Input data START
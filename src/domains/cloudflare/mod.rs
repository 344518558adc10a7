//! Cloudflare API domain.
//!
//! This module wraps the Cloudflare v4 REST API used by the DNS tools:
//! - `client.rs` - Typed zone and DNS record operations
//! - `http.rs` - Request building and the HTTP executor seam
//! - `types.rs` - Zone, record and response envelope DTOs
//! - `error.rs` - Client error types
//!
//! Every client method performs exactly one HTTP round trip and unwraps the
//! Cloudflare response envelope, turning `success: false` into an error.

mod client;
mod error;
pub mod http;
pub mod types;

pub use client::{CF_API_BASE, CloudflareClient};
pub use error::{CloudflareError, CloudflareResult};
pub use http::{ApiRequest, HttpExecutor, ReqwestExecutor};
pub use types::{DeletedRecord, DnsRecord, DnsRecordPatch, NewDnsRecord, Zone};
Input data END
#### Problem to work on
Count each line above that has the word "types" in it, and write down nothing but the total.

#### Exercise output
4